No es muy frecuente que en la serenidad de un plan de trabajo bien trabado se atraviese la actualidad, la urgencia: si hay una forma de que un espectáculo salga adelante, una forma única, esa es acotando los imprevistos hasta arrinconarlos y reducirlos a su mínima expresión.
Un cantante puede romperse una pierna y cancelar; un camión puede accidentarse y perder la escenografía en el último segundo. La catástrofe está a la vuelta de una esquina que, sin embargo, el equipo ha logrado medir y situar a una distancia prudencial del desastre absoluto. Así, siempre hay un momento en que parece que las cosas no llegarán a buen puerto; pero esta sensación convive con la certeza de que todo acabará saliendo. ¿Sobresaltos? Sí, pero bajo control.
Das Rheingold, el oro del Rin que se estrena hoy en Oviedo por primera vez en su historia operística, tiene un vorspiel de apertura de 136 compases y un solo acorde. Es un mi bemol mayor que se va construyendo en el foso hasta estallar, en este caso, en la voz de María Eugenia Boix, nuestra Woglinde. Así hasta que, rozando las 21.30 de la noche y enfangados en el Walhalla, demos por concluido el estreno tras dos horas y media del Wagner más magistral.
Parecerá que, como siempre que lidiamos con Wagner, algo hay de imponderable, de que todo puede ir mal de pronto. Quizás sea así, pero a la salida del ensayo general, donde se supone que todo está ya atado y bien atado, lo que se escucha es más bien un suspiro de alivio por que la función está, en fin, lista para comenzar.
Esta seguridad que reina en los teatros habitados por gente con oficio, falsa pero suficiente como para tirarse a la piscina, permite atreverse con osadías de distinto calibre, entre las cuales el Anillo del Nibelungo es, probablemente, la madre de todos los retos.
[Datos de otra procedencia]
//! # Services module
//!
//! This module provide the reconciliation engine, the resource reconcilers,
//! the translation of declared configuration blocks and the client boundary
//! to the deadline cloud api.
pub mod cfg;
pub mod deadline;
pub mod engine;
pub mod identity;
pub mod resource;
pub mod translate;
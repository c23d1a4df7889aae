//! # Schema module
//!
//! This module provides the command line interface printing the json schema of
//! resource declarations

use std::sync::Arc;

use async_trait::async_trait;
use clap::Subcommand;
use schemars::{schema::RootSchema, schema_for};

use crate::{
    cmd::Executor,
    svc::{
        cfg::Configuration,
        engine::{Kind, Reconciler},
        resource::{on_kind, DeclaredResource},
    },
};

// -----------------------------------------------------------------------------
// Error enum

#[derive(thiserror::Error, Debug)]
pub enum Error {
    #[error("failed to serialize schema, {0}")]
    Serialize(serde_yaml::Error),
}

// -----------------------------------------------------------------------------
// Schema enum

#[derive(Subcommand, Clone, Debug)]
pub enum Schema {
    /// View the schema of declarations, all kinds are combined if none is given
    #[clap(name = "view", aliases = &["v"])]
    View {
        #[clap(name = "kind")]
        kind: Option<Kind>,
    },
}

#[async_trait]
impl Executor for Schema {
    type Error = Error;

    #[cfg_attr(feature = "trace", tracing::instrument(skip(config)))]
    async fn execute(&self, config: Arc<Configuration>) -> Result<(), Self::Error> {
        match self {
            Self::View { kind } => view(config, kind).await,
        }
    }
}

// -----------------------------------------------------------------------------
// helpers

pub fn schema(kind: &Option<Kind>) -> RootSchema {
    match kind {
        Some(kind) => on_kind!(kind, R => schema_for!(<R as Reconciler>::Declared)),
        None => schema_for!(DeclaredResource),
    }
}

// -----------------------------------------------------------------------------
// view function

#[cfg_attr(feature = "trace", tracing::instrument(skip(_config)))]
pub async fn view(_config: Arc<Configuration>, kind: &Option<Kind>) -> Result<(), Error> {
    let schema = serde_yaml::to_string(&schema(kind)).map_err(Error::Serialize)?;

    print!("{}", schema);
    Ok(())
}
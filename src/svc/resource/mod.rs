//! # Resource module
//!
//! This module provide one reconciler per resource kind and the tagged
//! unions of declared and observed resources exchanged with the
//! provisioning host.

use schemars::JsonSchema;
use serde::{Deserialize, Serialize};

use crate::svc::engine::Kind;

pub mod farm;
pub mod fleet;
pub mod fleet_membership;
pub mod license_endpoint;
pub mod membership;
pub mod queue;
pub mod queue_environment;
pub mod queue_fleet;
pub mod storage_profile;

// -----------------------------------------------------------------------------
// DeclaredResource enumeration

/// the operator's intended state for one resource instance
#[derive(JsonSchema, Serialize, Deserialize, PartialEq, Eq, Clone, Debug)]
#[serde(tag = "kind", rename_all = "kebab-case")]
pub enum DeclaredResource {
    Farm(farm::Spec),
    Fleet(fleet::Spec),
    Queue(queue::Spec),
    QueueEnvironment(queue_environment::Spec),
    StorageProfile(storage_profile::Spec),
    LicenseEndpoint(license_endpoint::Spec),
    MembershipAssociation(membership::Spec),
    FleetMembershipAssociation(fleet_membership::Spec),
    QueueFleetAssociation(queue_fleet::Spec),
}

// -----------------------------------------------------------------------------
// ObservedResource enumeration

/// the last known remote state of one resource instance
#[derive(Serialize, Deserialize, PartialEq, Eq, Clone, Debug)]
#[serde(tag = "kind", rename_all = "kebab-case")]
pub enum ObservedResource {
    Farm(farm::Observed),
    Fleet(fleet::Observed),
    Queue(queue::Observed),
    QueueEnvironment(queue_environment::Observed),
    StorageProfile(storage_profile::Observed),
    LicenseEndpoint(license_endpoint::Observed),
    MembershipAssociation(membership::Observed),
    FleetMembershipAssociation(fleet_membership::Observed),
    QueueFleetAssociation(queue_fleet::Observed),
}

macro_rules! variants {
    ($($variant:ident => $module:ident),* $(,)?) => {
        impl DeclaredResource {
            pub fn kind(&self) -> Kind {
                match self {
                    $(Self::$variant(_) => Kind::$variant,)*
                }
            }
        }

        impl ObservedResource {
            pub fn kind(&self) -> Kind {
                match self {
                    $(Self::$variant(_) => Kind::$variant,)*
                }
            }

            pub fn id(&self) -> String {
                use crate::svc::engine::Reconciler;

                match self {
                    $(Self::$variant(observed) => $module::Reconciler::id(observed),)*
                }
            }
        }

        $(
            impl From<$module::Spec> for DeclaredResource {
                fn from(spec: $module::Spec) -> Self {
                    Self::$variant(spec)
                }
            }

            impl From<$module::Observed> for ObservedResource {
                fn from(observed: $module::Observed) -> Self {
                    Self::$variant(observed)
                }
            }
        )*
    };
}

variants! {
    Farm => farm,
    Fleet => fleet,
    Queue => queue,
    QueueEnvironment => queue_environment,
    StorageProfile => storage_profile,
    LicenseEndpoint => license_endpoint,
    MembershipAssociation => membership,
    FleetMembershipAssociation => fleet_membership,
    QueueFleetAssociation => queue_fleet,
}

// -----------------------------------------------------------------------------
// Dispatch macros

/// evaluates the body with the declared resource bound to `$spec` and
/// the reconciler of its kind aliased as `$reconciler`
macro_rules! on_declared {
    ($declared:expr, $spec:ident, $reconciler:ident => $body:expr) => {{
        use $crate::svc::resource::{self as resource, DeclaredResource};

        match $declared {
            DeclaredResource::Farm($spec) => {
                type $reconciler = resource::farm::Reconciler;
                $body
            }
            DeclaredResource::Fleet($spec) => {
                type $reconciler = resource::fleet::Reconciler;
                $body
            }
            DeclaredResource::Queue($spec) => {
                type $reconciler = resource::queue::Reconciler;
                $body
            }
            DeclaredResource::QueueEnvironment($spec) => {
                type $reconciler = resource::queue_environment::Reconciler;
                $body
            }
            DeclaredResource::StorageProfile($spec) => {
                type $reconciler = resource::storage_profile::Reconciler;
                $body
            }
            DeclaredResource::LicenseEndpoint($spec) => {
                type $reconciler = resource::license_endpoint::Reconciler;
                $body
            }
            DeclaredResource::MembershipAssociation($spec) => {
                type $reconciler = resource::membership::Reconciler;
                $body
            }
            DeclaredResource::FleetMembershipAssociation($spec) => {
                type $reconciler = resource::fleet_membership::Reconciler;
                $body
            }
            DeclaredResource::QueueFleetAssociation($spec) => {
                type $reconciler = resource::queue_fleet::Reconciler;
                $body
            }
        }
    }};
}

/// evaluates the body with the observed record bound to `$observed`
macro_rules! on_observed {
    ($value:expr, $observed:ident, $reconciler:ident => $body:expr) => {{
        use $crate::svc::resource::{self as resource, ObservedResource};

        match $value {
            ObservedResource::Farm($observed) => {
                type $reconciler = resource::farm::Reconciler;
                $body
            }
            ObservedResource::Fleet($observed) => {
                type $reconciler = resource::fleet::Reconciler;
                $body
            }
            ObservedResource::Queue($observed) => {
                type $reconciler = resource::queue::Reconciler;
                $body
            }
            ObservedResource::QueueEnvironment($observed) => {
                type $reconciler = resource::queue_environment::Reconciler;
                $body
            }
            ObservedResource::StorageProfile($observed) => {
                type $reconciler = resource::storage_profile::Reconciler;
                $body
            }
            ObservedResource::LicenseEndpoint($observed) => {
                type $reconciler = resource::license_endpoint::Reconciler;
                $body
            }
            ObservedResource::MembershipAssociation($observed) => {
                type $reconciler = resource::membership::Reconciler;
                $body
            }
            ObservedResource::FleetMembershipAssociation($observed) => {
                type $reconciler = resource::fleet_membership::Reconciler;
                $body
            }
            ObservedResource::QueueFleetAssociation($observed) => {
                type $reconciler = resource::queue_fleet::Reconciler;
                $body
            }
        }
    }};
}

/// evaluates the body with both records bound when their kinds match,
/// returns a kind mismatch error otherwise
macro_rules! on_pair {
    ($declared:expr, $value:expr, $spec:ident, $observed:ident, $reconciler:ident => $body:expr) => {{
        use $crate::svc::{
            engine::Error as EngineError,
            resource::{self as resource, DeclaredResource, ObservedResource},
        };

        match ($declared, $value) {
            (DeclaredResource::Farm($spec), ObservedResource::Farm($observed)) => {
                type $reconciler = resource::farm::Reconciler;
                $body
            }
            (DeclaredResource::Fleet($spec), ObservedResource::Fleet($observed)) => {
                type $reconciler = resource::fleet::Reconciler;
                $body
            }
            (DeclaredResource::Queue($spec), ObservedResource::Queue($observed)) => {
                type $reconciler = resource::queue::Reconciler;
                $body
            }
            (
                DeclaredResource::QueueEnvironment($spec),
                ObservedResource::QueueEnvironment($observed),
            ) => {
                type $reconciler = resource::queue_environment::Reconciler;
                $body
            }
            (DeclaredResource::StorageProfile($spec), ObservedResource::StorageProfile($observed)) => {
                type $reconciler = resource::storage_profile::Reconciler;
                $body
            }
            (
                DeclaredResource::LicenseEndpoint($spec),
                ObservedResource::LicenseEndpoint($observed),
            ) => {
                type $reconciler = resource::license_endpoint::Reconciler;
                $body
            }
            (
                DeclaredResource::MembershipAssociation($spec),
                ObservedResource::MembershipAssociation($observed),
            ) => {
                type $reconciler = resource::membership::Reconciler;
                $body
            }
            (
                DeclaredResource::FleetMembershipAssociation($spec),
                ObservedResource::FleetMembershipAssociation($observed),
            ) => {
                type $reconciler = resource::fleet_membership::Reconciler;
                $body
            }
            (
                DeclaredResource::QueueFleetAssociation($spec),
                ObservedResource::QueueFleetAssociation($observed),
            ) => {
                type $reconciler = resource::queue_fleet::Reconciler;
                $body
            }
            (declared, observed) => Err(EngineError::KindMismatch {
                declared: declared.kind(),
                observed: observed.kind(),
            }),
        }
    }};
}

/// evaluates the body with the reconciler of the kind
macro_rules! on_kind {
    ($kind:expr, $reconciler:ident => $body:expr) => {{
        use $crate::svc::{engine::Kind, resource};

        match $kind {
            Kind::Farm => {
                type $reconciler = resource::farm::Reconciler;
                $body
            }
            Kind::Fleet => {
                type $reconciler = resource::fleet::Reconciler;
                $body
            }
            Kind::Queue => {
                type $reconciler = resource::queue::Reconciler;
                $body
            }
            Kind::QueueEnvironment => {
                type $reconciler = resource::queue_environment::Reconciler;
                $body
            }
            Kind::StorageProfile => {
                type $reconciler = resource::storage_profile::Reconciler;
                $body
            }
            Kind::LicenseEndpoint => {
                type $reconciler = resource::license_endpoint::Reconciler;
                $body
            }
            Kind::MembershipAssociation => {
                type $reconciler = resource::membership::Reconciler;
                $body
            }
            Kind::FleetMembershipAssociation => {
                type $reconciler = resource::fleet_membership::Reconciler;
                $body
            }
            Kind::QueueFleetAssociation => {
                type $reconciler = resource::queue_fleet::Reconciler;
                $body
            }
        }
    }};
}

pub(crate) use on_declared;
pub(crate) use on_kind;
pub(crate) use on_observed;
pub(crate) use on_pair;

// -----------------------------------------------------------------------------
// Helpers functions

/// splits the import identifier of a nested resource, parent identifiers
/// come first and are separated by a slash, e.g. `farm-1/queue-1`
pub fn split_import_id(id: &str, arity: usize) -> Option<Vec<String>> {
    let members: Vec<String> = id.split('/').map(String::from).collect();

    if members.len() != arity || members.iter().any(String::is_empty) {
        return None;
    }

    Some(members)
}

#[cfg(test)]
mod tests {
    use super::*;

    #[test]
    fn declared_resource_is_tagged_by_kind() {
        let declared: DeclaredResource = serde_yaml::from_str(
            "kind: farm\ndisplay_name: render-1\n",
        )
        .expect("declaration to deserialize");

        assert_eq!(Kind::Farm, declared.kind());
        assert_eq!(
            DeclaredResource::Farm(farm::Spec {
                display_name: "render-1".to_string(),
                description: None,
            }),
            declared
        );
    }

    #[test]
    fn kind_tags_match_kind_display() {
        let declared: DeclaredResource = serde_yaml::from_str(
            "kind: queue-fleet-association\nfarm_id: farm-1\nfleet_id: fleet-1\nqueue_id: queue-1\n",
        )
        .expect("declaration to deserialize");

        assert_eq!("queue-fleet-association", declared.kind().to_string());
    }

    #[test]
    fn split_import_id_requires_exact_arity() {
        assert_eq!(
            Some(vec!["farm-1".to_string(), "queue-1".to_string()]),
            split_import_id("farm-1/queue-1", 2)
        );
        assert_eq!(None, split_import_id("queue-1", 2));
        assert_eq!(None, split_import_id("farm-1//queue-1", 2));
    }
}
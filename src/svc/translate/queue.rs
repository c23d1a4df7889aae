//! # Queue translation
//!
//! This module provide the queue blocks as declared by the operator (job run
//! as user, job attachment settings, budget action and environment template
//! type) and their translation into api records.

use schemars::JsonSchema;
use serde::{Deserialize, Serialize};

use crate::svc::{
    deadline::model::{
        DefaultQueueBudgetAction, EnvironmentTemplateType, JobAttachmentSettings, JobRunAsUser,
        PosixUser, RunAs, WindowsUser,
    },
    translate::{non_empty, Error},
};

// -----------------------------------------------------------------------------
// Declared blocks

#[derive(JsonSchema, Serialize, Deserialize, PartialEq, Eq, Clone, Debug, Default)]
pub struct PosixUserBlock {
    #[serde(rename = "user", default)]
    pub user: String,
    #[serde(rename = "group", default, skip_serializing_if = "Option::is_none")]
    pub group: Option<String>,
}

#[derive(JsonSchema, Serialize, Deserialize, PartialEq, Eq, Clone, Debug, Default)]
pub struct WindowsUserBlock {
    #[serde(rename = "user", default)]
    pub user: String,
    #[serde(rename = "password_arn", default, skip_serializing_if = "Option::is_none")]
    pub password_arn: Option<String>,
}

#[derive(JsonSchema, Serialize, Deserialize, PartialEq, Eq, Clone, Debug, Default)]
pub struct JobRunAsUserBlock {
    #[serde(rename = "posix_user", default, skip_serializing_if = "Option::is_none")]
    pub posix_user: Option<PosixUserBlock>,
    #[serde(rename = "windows_user", default, skip_serializing_if = "Option::is_none")]
    pub windows_user: Option<WindowsUserBlock>,
    #[serde(rename = "run_as", default, skip_serializing_if = "Option::is_none")]
    pub run_as: Option<String>,
}

#[derive(JsonSchema, Serialize, Deserialize, PartialEq, Eq, Clone, Debug, Default)]
pub struct JobAttachmentSettingsBlock {
    #[serde(rename = "root_prefix", default, skip_serializing_if = "Option::is_none")]
    pub root_prefix: Option<String>,
    #[serde(rename = "s3_bucket_name", default, skip_serializing_if = "Option::is_none")]
    pub s3_bucket_name: Option<String>,
}

// -----------------------------------------------------------------------------
// Resolve functions

/// `yaml` selects a yaml template, any other value selects json
pub fn resolve_template_type(value: Option<&str>) -> EnvironmentTemplateType {
    match value {
        Some("yaml") | Some("YAML") => EnvironmentTemplateType::Yaml,
        _ => EnvironmentTemplateType::Json,
    }
}

// -----------------------------------------------------------------------------
// Translation

/// returns the user jobs run as. A windows user takes precedence over a posix
/// one, and a declared user without any `run_as` runs as the queue
/// configured user.
#[cfg_attr(feature = "trace", tracing::instrument)]
pub fn job_run_as_user(block: Option<&JobRunAsUserBlock>) -> Result<Option<JobRunAsUser>, Error> {
    let block = match block {
        Some(block) => block,
        None => return Ok(None),
    };

    let run_as = match non_empty(block.run_as.as_ref()) {
        Some(run_as) => Some(run_as.parse::<RunAs>().map_err(Error::invalid("run_as"))?),
        None => None,
    };

    let posix = block
        .posix_user
        .as_ref()
        .filter(|posix| !posix.user.is_empty())
        .map(|posix| PosixUser {
            user: posix.user.to_owned(),
            group: posix.group.to_owned(),
        });

    let windows = block
        .windows_user
        .as_ref()
        .filter(|windows| !windows.user.is_empty())
        .map(|windows| WindowsUser {
            user: windows.user.to_owned(),
            password_arn: windows.password_arn.to_owned(),
        });

    let (posix, windows) = match windows {
        Some(windows) => (None, Some(windows)),
        None => (posix, None),
    };

    if posix.is_none() && windows.is_none() && run_as.is_none() {
        return Ok(None);
    }

    Ok(Some(JobRunAsUser {
        run_as: run_as.unwrap_or(RunAs::QueueConfiguredUser),
        posix,
        windows,
    }))
}

/// settings are only sent when both the bucket and the root prefix are set
pub fn job_attachment_settings(
    block: Option<&JobAttachmentSettingsBlock>,
) -> Option<JobAttachmentSettings> {
    let block = block?;

    Some(JobAttachmentSettings {
        s3_bucket_name: non_empty(block.s3_bucket_name.as_ref())?,
        root_prefix: non_empty(block.root_prefix.as_ref())?,
    })
}

pub fn default_budget_action(
    value: Option<&String>,
) -> Result<Option<DefaultQueueBudgetAction>, Error> {
    match non_empty(value) {
        Some(action) => action
            .parse()
            .map(Some)
            .map_err(Error::invalid("default_budget_action")),
        None => Ok(None),
    }
}

#[cfg(test)]
mod tests {
    use super::*;

    fn posix() -> PosixUserBlock {
        PosixUserBlock {
            user: "render".to_string(),
            group: Some("render".to_string()),
        }
    }

    fn windows() -> WindowsUserBlock {
        WindowsUserBlock {
            user: "Administrator".to_string(),
            password_arn: Some("arn:aws:secretsmanager:eu-west-1:1:secret:pw".to_string()),
        }
    }

    #[test]
    fn resolve_template_type_fallbacks() {
        assert_eq!(EnvironmentTemplateType::Yaml, resolve_template_type(Some("yaml")));
        assert_eq!(EnvironmentTemplateType::Json, resolve_template_type(Some("json")));
        assert_eq!(EnvironmentTemplateType::Json, resolve_template_type(Some("toml")));
        assert_eq!(EnvironmentTemplateType::Json, resolve_template_type(None));
    }

    #[test]
    fn run_as_user_absent_block() {
        assert_eq!(Ok(None), job_run_as_user(None));
        assert_eq!(Ok(None), job_run_as_user(Some(&JobRunAsUserBlock::default())));
    }

    #[test]
    fn run_as_user_defaults_to_queue_configured_user() {
        let block = JobRunAsUserBlock {
            posix_user: Some(posix()),
            ..Default::default()
        };

        assert_eq!(
            Ok(Some(JobRunAsUser {
                run_as: RunAs::QueueConfiguredUser,
                posix: Some(PosixUser {
                    user: "render".to_string(),
                    group: Some("render".to_string()),
                }),
                windows: None,
            })),
            job_run_as_user(Some(&block))
        );
    }

    #[test]
    fn run_as_user_prefers_windows() {
        let block = JobRunAsUserBlock {
            posix_user: Some(posix()),
            windows_user: Some(windows()),
            run_as: Some("WORKER_AGENT_USER".to_string()),
        };

        let user = job_run_as_user(Some(&block))
            .expect("block to be valid")
            .expect("user to be set");

        assert_eq!(RunAs::WorkerAgentUser, user.run_as);
        assert_eq!(None, user.posix);
        assert_eq!(
            Some("Administrator".to_string()),
            user.windows.map(|windows| windows.user)
        );
    }

    #[test]
    fn run_as_user_ignores_empty_user() {
        let block = JobRunAsUserBlock {
            posix_user: Some(PosixUserBlock::default()),
            run_as: Some("WORKER_AGENT_USER".to_string()),
            ..Default::default()
        };

        assert_eq!(
            Ok(Some(JobRunAsUser {
                run_as: RunAs::WorkerAgentUser,
                posix: None,
                windows: None,
            })),
            job_run_as_user(Some(&block))
        );
    }

    #[test]
    fn run_as_user_rejects_unknown_run_as() {
        let block = JobRunAsUserBlock {
            posix_user: Some(posix()),
            run_as: Some("ROOT".to_string()),
            ..Default::default()
        };

        assert!(matches!(
            job_run_as_user(Some(&block)),
            Err(Error::InvalidChoice { field: "run_as", .. })
        ));
    }

    #[test]
    fn attachment_settings_require_both_values() {
        let complete = JobAttachmentSettingsBlock {
            root_prefix: Some("jobs".to_string()),
            s3_bucket_name: Some("render-bucket".to_string()),
        };
        assert_eq!(
            Some(JobAttachmentSettings {
                s3_bucket_name: "render-bucket".to_string(),
                root_prefix: "jobs".to_string(),
            }),
            job_attachment_settings(Some(&complete))
        );

        let partial = JobAttachmentSettingsBlock {
            root_prefix: Some("".to_string()),
            s3_bucket_name: Some("render-bucket".to_string()),
        };
        assert_eq!(None, job_attachment_settings(Some(&partial)));
        assert_eq!(None, job_attachment_settings(None));
    }

    #[test]
    fn budget_action_is_strict() {
        assert_eq!(Ok(None), default_budget_action(None));
        assert_eq!(
            Ok(Some(DefaultQueueBudgetAction::StopSchedulingAndCancelTasks)),
            default_budget_action(Some(&"STOP_SCHEDULING_AND_CANCEL_TASKS".to_string()))
        );
        assert!(default_budget_action(Some(&"stop".to_string())).is_err());
    }
}
//! # Storage translation
//!
//! This module provide the storage profile blocks and their translation.

use schemars::JsonSchema;
use serde::{Deserialize, Serialize};

use crate::svc::{
    deadline::model::{FileSystemLocation, StorageProfileOperatingSystemFamily},
    translate::Error,
};

// -----------------------------------------------------------------------------
// FileSystemLocationBlock structure

#[derive(JsonSchema, Serialize, Deserialize, PartialEq, Eq, Clone, Debug)]
pub struct FileSystemLocationBlock {
    #[serde(rename = "name")]
    pub name: String,
    #[serde(rename = "path")]
    pub path: String,
    #[serde(rename = "type")]
    pub kind: String,
}

// -----------------------------------------------------------------------------
// Resolve functions

/// `linux` and `macos` select their family, any other value selects windows
pub fn resolve_os_family(value: Option<&str>) -> StorageProfileOperatingSystemFamily {
    match value {
        Some("linux") => StorageProfileOperatingSystemFamily::Linux,
        Some("macos") => StorageProfileOperatingSystemFamily::Macos,
        _ => StorageProfileOperatingSystemFamily::Windows,
    }
}

// -----------------------------------------------------------------------------
// Translation

/// at least one location is required, each location type must be `local` or
/// `shared`
#[cfg_attr(feature = "trace", tracing::instrument)]
pub fn file_system_locations(
    blocks: &[FileSystemLocationBlock],
) -> Result<Vec<FileSystemLocation>, Error> {
    if blocks.is_empty() {
        return Err(Error::missing(
            "file_system_locations",
            "storage profile, at least one location is required",
        ));
    }

    blocks
        .iter()
        .map(|block| {
            Ok(FileSystemLocation {
                name: block.name.to_owned(),
                path: block.path.to_owned(),
                kind: block.kind.parse().map_err(Error::invalid("type"))?,
            })
        })
        .collect()
}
Así ocurrió a finales del año pasado en Buenos Aires, donde en su Teatro Colón se realizó una accidentadísima adaptación de la tetralogía entera para representarla en 9 horas y media seguidas, o en el Met, donde una escenografía de 35 toneladas casi les echa abajo el teatro.
Algo tiene Wagner que siempre que se representa lleva los límites un paso más allá, en que destroza esa serenidad que brindan los ensayos bien pautados y los pasos firmes y seguros de todo un equipo: esos 136 compases que todo lo empiezan no son más que el aperitivo de un apogeo rompedor, novedoso, único y que, desde el patio de butacas, genera unas sensaciones que nadie ha logrado igualar.
Compuesta a lo largo de 20 años, la Tetralogía es un milagro del orden mental en el que entran y salen personajes acompañados por la más compacta de las partituras, con referencias a su propio futuro y a su propio pasado que generan un orden, un lenguaje y un mundo únicos. Wagner te agarra por la chaqueta y no te suelta; Wagner no te pedirá nunca que seas un experto, un espectador, un sabio o un literato: te va a obligar, compás a compás, a que vuelvas a inventarlo y a entenderlo todo a su manera durante el tiempo en que tenga tu atención. A que vivas, respires, comas, duermas, ames u odies a su antojo y según sus reglas.
No hay momentos culminantes ni arias. No hay un cronómetro que lleve hasta el Libbiamo de Traviata; al Nessun dorma de Turandot; al Casta diva de Norma; a La donna è mobile de Rigoletto; al sexteto de Lucia di Lammermoor. Esto empieza y acaba, es una unidad indivisible y potente que pone la épica al servicio de todo lo demás: no valen medias tintas y el público de Oviedo lo sabe. Que hay que entrar descansado, comido y con las necesidades hechas porque vas a pasar las próximas dos horas y media de tu vida clavado en un asiento sin descanso o escapatoria posibles.
Pero ¿por qué? Si los que tenemos las pezuñas aquí metidas ya solemos preguntarnos por qué vale la pena hacer los esfuerzos que requiere sacar adelante una ópera, y Wagner, para más inri, exige una resistencia (física, mental, emocional) similar al patio de butacas… ¿Por qué? ¿Por qué ir a vivir un Rheingold el último domingo de verano?
No te vas a divertir, no es la palabra. No te vas a entretener, seguramente no te rías. Tampoco llorarás. Nadie te va a agredir, y quizás no aprendas nada nuevo. Como alguien dejó dicho, en fin, la oportunidad que hemos tenido es la de recordar algo a menudo demasiado olvidado:
–Wagner no te va a hacer la vida más fácil, pero desde luego, la hará bastante más interesante.